Silvio Berlusconi: Si saranno pentiti di averti fatto. Tu sei talmente brutto che sembri un capolavoro d’arte moderna. Come ti chiami sacco di lardo?
Muammar El Ghaddafi: Signore, Lawrence, signore.

Silvio Berlusconi: Lawrence? Lawrence come? D’Arabia?
Muammar El Ghaddafi: Signorno, signore.

Silvio Berlusconi: Il tuo è un nome da nobili! Tu sei di sangue reale?
Muammar El Ghaddafi: Signorno, signore.

Silvio Berlusconi: E tu li succhi i cazzi?
Muammar El Ghaddafi: Signorno, signore.

Silvio Berlusconi: Balle! Tu ti succhi una pallina da un capo all’altro del tubo per innaffiare!
Muammar El Ghaddafi: Signorno, signore.

Silvio Berlusconi: Non mi piace il nome Lawrence, solo finocchi e marinai si chiamano Lawrence. D’ora in poi tu sarai Palla di Lardo!

Silvio Berlusconi: Mi trovi carino soldato Palla di Lardo, ti sembro buffo?
Muammar El Ghaddafi: Signorno, signore.

Silvio Berlusconi: Allora strappati dal grugno quel sorriso da stronzo!
Muammar El Ghaddafi: Signorsì, signore.

Silvio Berlusconi: Bene, prenditela pure comoda, tesoro!
Muammar El Ghaddafi: Signore, ci provo, Signore!.

Silvio Berlusconi: Palla di Lardo, ho deciso di darti tre secondi, esattamente tre fottuti secondi, per toglierti quel sorriso da cretino dal muso.
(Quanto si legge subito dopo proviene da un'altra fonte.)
//! Coupon code type.

use core::fmt;

use serde::{Deserialize, Serialize};

/// Errors that can occur when parsing a [`CouponCode`].
#[derive(thiserror::Error, Debug, Clone, PartialEq, Eq)]
pub enum CouponCodeError {
    /// The input is empty after trimming.
    #[error("coupon code cannot be empty")]
    Empty,
    /// The input is too long.
    #[error("coupon code must be at most {max} characters")]
    TooLong {
        /// Maximum allowed length.
        max: usize,
    },
    /// The input contains whitespace between characters.
    #[error("coupon code cannot contain whitespace")]
    ContainsWhitespace,
}

/// A coupon code as typed by the shopper.
///
/// Surrounding whitespace is trimmed. Case is preserved; whether codes are
/// case-sensitive is up to the coupon service.
///
/// ## Constraints
///
/// - Length: 1-64 characters after trimming
/// - No interior whitespace
///
/// ## Examples
///
/// ```
/// use tillpoint_core::CouponCode;
///
/// assert_eq!(CouponCode::parse("  SAVE10 ").unwrap().as_str(), "SAVE10");
/// assert!(CouponCode::parse("   ").is_err());
/// assert!(CouponCode::parse("SAVE 10").is_err());
/// ```
#[derive(Debug, Clone, Serialize, Deserialize, PartialEq, Eq, Hash)]
#[serde(transparent)]
pub struct CouponCode(String);

impl CouponCode {
    /// Maximum length of a coupon code.
    pub const MAX_LENGTH: usize = 64;

    /// Parse a `CouponCode` from user input.
    ///
    /// # Errors
    ///
    /// Returns an error if the trimmed input is empty, longer than
    /// [`Self::MAX_LENGTH`], or contains whitespace.
    pub fn parse(s: &str) -> Result<Self, CouponCodeError> {
        let trimmed = s.trim();

        if trimmed.is_empty() {
            return Err(CouponCodeError::Empty);
        }

        if trimmed.chars().count() > Self::MAX_LENGTH {
            return Err(CouponCodeError::TooLong {
                max: Self::MAX_LENGTH,
            });
        }

        if trimmed.chars().any(char::is_whitespace) {
            return Err(CouponCodeError::ContainsWhitespace);
        }

        Ok(Self(trimmed.to_owned()))
    }

    /// Accept a code issued by the coupon service.
    ///
    /// Only surrounding whitespace is trimmed; the service owns its own
    /// format, so length and interior whitespace are not checked.
    ///
    /// # Errors
    ///
    /// Returns [`CouponCodeError::Empty`] if the trimmed input is empty.
    pub fn issued(s: &str) -> Result<Self, CouponCodeError> {
        let trimmed = s.trim();
        if trimmed.is_empty() {
            return Err(CouponCodeError::Empty);
        }
        Ok(Self(trimmed.to_owned()))
    }

    /// Returns the code as a string slice.
    #[must_use]
    pub fn as_str(&self) -> &str {
        &self.0
    }

    /// Consumes the `CouponCode` and returns its inner string.
    #[must_use]
    pub fn into_inner(self) -> String {
        self.0
    }
}

impl fmt::Display for CouponCode {
    fn fmt(&self, f: &mut fmt::Formatter<'_>) -> fmt::Result {
        f.write_str(&self.0)
    }
}

impl std::str::FromStr for CouponCode {
    type Err = CouponCodeError;

    fn from_str(s: &str) -> Result<Self, Self::Err> {
        Self::parse(s)
    }
}

impl AsRef<str> for CouponCode {
    fn as_ref(&self) -> &str {
        &self.0
    }
}

#[cfg(test)]
#[allow(clippy::unwrap_used)]
mod tests {
    use super::*;

    #[test]
    fn test_parse_trims() {
        let code = CouponCode::parse("\tWELCOME5\n").unwrap();
        assert_eq!(code.as_str(), "WELCOME5");
    }

    #[test]
    fn test_parse_preserves_case() {
        assert_eq!(CouponCode::parse("Save10").unwrap().as_str(), "Save10");
    }

    #[test]
    fn test_parse_empty() {
        assert_eq!(CouponCode::parse(""), Err(CouponCodeError::Empty));
        assert_eq!(CouponCode::parse("   "), Err(CouponCodeError::Empty));
    }

    #[test]
    fn test_parse_too_long() {
        let long = "A".repeat(CouponCode::MAX_LENGTH + 1);
        assert!(matches!(
            CouponCode::parse(&long),
            Err(CouponCodeError::TooLong { .. })
        ));
        assert!(CouponCode::parse(&"A".repeat(CouponCode::MAX_LENGTH)).is_ok());
    }

    #[test]
    fn test_parse_interior_whitespace() {
        assert_eq!(
            CouponCode::parse("SAVE 10"),
            Err(CouponCodeError::ContainsWhitespace)
        );
    }

    #[test]
    fn test_issued_accepts_service_formats() {
        assert_eq!(CouponCode::issued(" SPRING 10 ").unwrap().as_str(), "SPRING 10");
        let long = "B".repeat(CouponCode::MAX_LENGTH + 10);
        assert_eq!(CouponCode::issued(&long).unwrap().as_str(), long);
        assert_eq!(CouponCode::issued("  "), Err(CouponCodeError::Empty));
    }

    #[test]
    fn test_from_str() {
        let code: CouponCode = "SPRING".parse().unwrap();
        assert_eq!(code.to_string(), "SPRING");
    }
}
In caso contrario ti strappo le palle dagli occhi e ti fotto il cervello!… uno… due… tre…
Muammar El Ghaddafi: Signore, non ci riesco, signore!

Silvio Berlusconi: Balle! Mettiti in ginocchio, sacco di merda!!!
[Palla di Lardo si inginocchia]

Strangolati da solo.
[Palla di Lardo inizia a strangolarsi]

Ma no, con la mia mano, brutto stronzo!
[Palla di Lardo fà per prendere la mano del sergente]

Non mi tirare la mano, ho detto strangolati da solo. Chinati in avanti e lasciati strangolare.
[Palla di Lardo si fà strangolare]

Hai finito di sorridere?
Muammar El Ghaddafi: (Con voce strozzata) Signorsì, signore.

Silvio Berlusconi: Come hai detto? Non ti sento.
Muammar El Ghaddafi: Signorsì, signore.

Silvio Berlusconi: Balle, non ti sento ancora! Urla come se le avessi davvero.
Muammar El Ghaddafi: (Con voce roca ma distintinta) Signorsì, signore.

Silvio Berlusconi: Basta così alzati in piedi.
[Palla di Lardo si alza]

Palla di Lardo, è meglio che metti il culo in carreggiata e inizi a cacarmi anelli con brillanti su un piatto d’argento altrimenti sarò costretto a fotterti di brutto…

«Papi, va tutto bene», tu pagare moneta, tu vedere cammello!